<<<<

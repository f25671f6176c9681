//! Room configuration and lifecycle states.

use noughts_protocol::MAX_ROOMS;

// ---------------------------------------------------------------------------
// RoomConfig
// ---------------------------------------------------------------------------

/// Configuration for the room registry.
#[derive(Debug, Clone, PartialEq, Eq)]
pub struct RoomConfig {
    /// Maximum number of rooms that may exist at once.
    pub max_rooms: usize,
}

impl Default for RoomConfig {
    fn default() -> Self {
        Self {
            max_rooms: MAX_ROOMS,
        }
    }
}

impl RoomConfig {
    /// Clamps out-of-range values so the config is safe to use.
    ///
    /// `max_rooms` cannot exceed [`MAX_ROOMS`]: the announcement packet has
    /// exactly that many slots, and an unannounced room can never be
    /// challenged.
    pub fn validated(mut self) -> Self {
        if self.max_rooms > MAX_ROOMS {
            tracing::warn!(
                max_rooms = self.max_rooms,
                limit = MAX_ROOMS,
                "max_rooms exceeds announcement capacity, clamping"
            );
            self.max_rooms = MAX_ROOMS;
        }
        self
    }
}

// ---------------------------------------------------------------------------
// RoomState
// ---------------------------------------------------------------------------

/// The lifecycle state of a room, derived from its game.
///
/// ```text
/// WaitingForChallenger ──(challenger seated)──→ InProgress ──→ Won | Draw
///          ↑                                        │
///          └──────────────(reset)───────────────────┘
/// ```
///
/// - **WaitingForChallenger**: the door is open; the room is announced.
/// - **InProgress**: two players, moves alternate.
/// - **Won** / **Draw**: terminal. The room is torn down right after.
#[derive(Debug, Clone, Copy, PartialEq, Eq)]
pub enum RoomState {
    WaitingForChallenger,
    InProgress,
    Won,
    Draw,
}

impl RoomState {
    /// Returns `true` if the room accepts a challenger.
    pub fn is_joinable(&self) -> bool {
        matches!(self, Self::WaitingForChallenger)
    }

    /// Returns `true` once no more moves are accepted.
    pub fn is_terminal(&self) -> bool {
        matches!(self, Self::Won | Self::Draw)
    }
}

impl std::fmt::Display for RoomState {
    fn fmt(&self, f: &mut std::fmt::Formatter<'_>) -> std::fmt::Result {
        match self {
            Self::WaitingForChallenger => write!(f, "WaitingForChallenger"),
            Self::InProgress => write!(f, "InProgress"),
            Self::Won => write!(f, "Won"),
            Self::Draw => write!(f, "Draw"),
        }
    }
}
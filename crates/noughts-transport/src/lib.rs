//! Datagram transport layer for Noughts.
//!
//! Provides the [`Transport`] trait that abstracts over a connectionless
//! socket, and [`UdpTransport`], the Tokio UDP implementation.
//!
//! There are no connections here: every inbound [`Datagram`] carries its
//! source address, and every send names its destination. Delivery is
//! best-effort; the transport never retries.

#![allow(async_fn_in_trait)]

mod error;
mod udp;

pub use error::TransportError;
pub use udp::UdpTransport;

use std::net::SocketAddr;
use std::time::Duration;

/// Largest datagram the server will read. Anything longer is truncated
/// by the socket and fails length validation upstream.
pub const MAX_DATAGRAM_SIZE: usize = 64;

/// A single inbound packet and the address it came from.
#[derive(Debug, Clone, PartialEq, Eq)]
pub struct Datagram {
    /// Raw payload, at most [`MAX_DATAGRAM_SIZE`] bytes.
    pub payload: Vec<u8>,
    /// Source address of the packet.
    pub source: SocketAddr,
}

/// A connectionless socket that can receive from and send to any peer.
pub trait Transport: Send + Sync + 'static {
    /// The error type for transport operations.
    type Error: std::error::Error + Send + Sync;

    /// Waits for the next datagram.
    async fn recv(&self) -> Result<Datagram, Self::Error>;

    /// Sends `data` to `dest`.
    async fn send_to(&self, dest: SocketAddr, data: &[u8]) -> Result<(), Self::Error>;

    /// Returns the address the socket is bound to.
    fn local_addr(&self) -> Result<SocketAddr, Self::Error>;

    /// Waits for the next datagram, giving up after `timeout`.
    ///
    /// Returns `Ok(None)` when nothing arrived in time. The server loop
    /// relies on this so that periodic work still runs on an idle network.
    async fn recv_timeout(&self, timeout: Duration) -> Result<Option<Datagram>, Self::Error> {
        match tokio::time::timeout(timeout, self.recv()).await {
            Ok(result) => result.map(Some),
            Err(_) => Ok(None),
        }
    }
}
//! Server configuration.

use std::path::Path;
use std::time::Duration;

use noughts_room::RoomConfig;
use noughts_session::SessionConfig;
use serde::{Deserialize, Serialize};

use crate::NoughtsError;

/// Everything the server needs to start.
///
/// Every field has a default, so a config file only has to name what it
/// changes:
///
/// ```
/// let config: noughts::ServerConfig =
///     serde_json::from_str(r#"{ "bind_addr": "0.0.0.0:9999" }"#).unwrap();
/// assert_eq!(config.max_rooms, 10);
/// ```
#[derive(Debug, Clone, PartialEq, Eq, Serialize, Deserialize)]
#[serde(default)]
pub struct ServerConfig {
    /// UDP address to bind.
    pub bind_addr: String,

    /// Upper bound on each receive, in milliseconds. Periodic work runs at
    /// least this often.
    pub recv_timeout_ms: u64,

    /// How often open rooms are announced to idle players.
    pub announce_interval_secs: u64,

    /// How long a player may stay silent before eviction.
    pub liveness_timeout_secs: u64,

    /// Maximum concurrent rooms. Capped at the announcement width.
    pub max_rooms: usize,

    /// Evict a registered player who sends a malformed packet.
    pub kick_on_malformed: bool,
}

impl Default for ServerConfig {
    fn default() -> Self {
        Self {
            bind_addr: "127.0.0.1:9999".to_string(),
            recv_timeout_ms: 1_000,
            announce_interval_secs: 5,
            liveness_timeout_secs: 120,
            max_rooms: noughts_protocol::MAX_ROOMS,
            kick_on_malformed: false,
        }
    }
}

impl ServerConfig {
    /// Reads a JSON config file. Missing fields take their defaults.
    pub fn from_json_file(path: impl AsRef<Path>) -> Result<Self, NoughtsError> {
        let path = path.as_ref();
        let text = std::fs::read_to_string(path).map_err(|source| {
            NoughtsError::ConfigRead {
                path: path.to_path_buf(),
                source,
            }
        })?;
        Ok(serde_json::from_str(&text)?)
    }

    /// Clamps out-of-range values so the config is safe to use.
    ///
    /// - `recv_timeout_ms`, `announce_interval_secs` and
    ///   `liveness_timeout_secs` are at least 1.
    /// - `max_rooms` is capped at the announcement width.
    pub fn validated(mut self) -> Self {
        if self.recv_timeout_ms == 0 {
            tracing::warn!("recv_timeout_ms is 0, using 1");
            self.recv_timeout_ms = 1;
        }
        if self.announce_interval_secs == 0 {
            tracing::warn!("announce_interval_secs is 0, using 1");
            self.announce_interval_secs = 1;
        }
        if self.liveness_timeout_secs == 0 {
            tracing::warn!("liveness_timeout_secs is 0, using 1");
            self.liveness_timeout_secs = 1;
        }
        self.max_rooms = self.room_config().validated().max_rooms;
        self
    }

    pub fn recv_timeout(&self) -> Duration {
        Duration::from_millis(self.recv_timeout_ms)
    }

    pub fn announce_interval(&self) -> Duration {
        Duration::from_secs(self.announce_interval_secs)
    }

    pub fn session_config(&self) -> SessionConfig {
        SessionConfig {
            liveness_timeout: Duration::from_secs(self.liveness_timeout_secs),
        }
    }

    pub fn room_config(&self) -> RoomConfig {
        RoomConfig {
            max_rooms: self.max_rooms,
        }
    }
}
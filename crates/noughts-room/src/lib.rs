//! Room lifecycle and game rules for Noughts.
//!
//! A room is one tic-tac-toe match: an owner who created it, at most one
//! challenger, and the board they share. Rooms never touch the network;
//! they only refer to players through [`PlayerId`](noughts_protocol::PlayerId)
//! handles and to their addresses through
//! [`PeerId`](noughts_protocol::PeerId).
//!
//! # Key types
//!
//! - [`Game`]: the board, turn pointer and outcome
//! - [`Room`]: a game plus the addresses of its participants
//! - [`RoomRegistry`]: creates, looks up and deletes rooms; caps the count
//! - [`RoomState`]: lifecycle state machine
//! - [`RoomConfig`]: registry settings

mod config;
mod error;
mod game;
mod registry;

pub use config::{RoomConfig, RoomState};
pub use error::{MoveError, RoomError};
pub use game::{Game, Outcome};
pub use registry::{Room, RoomRegistry};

>>>>

Exercise details: Say how many lines in the records hold the word "struct", giving the number by itself.

Task result: 3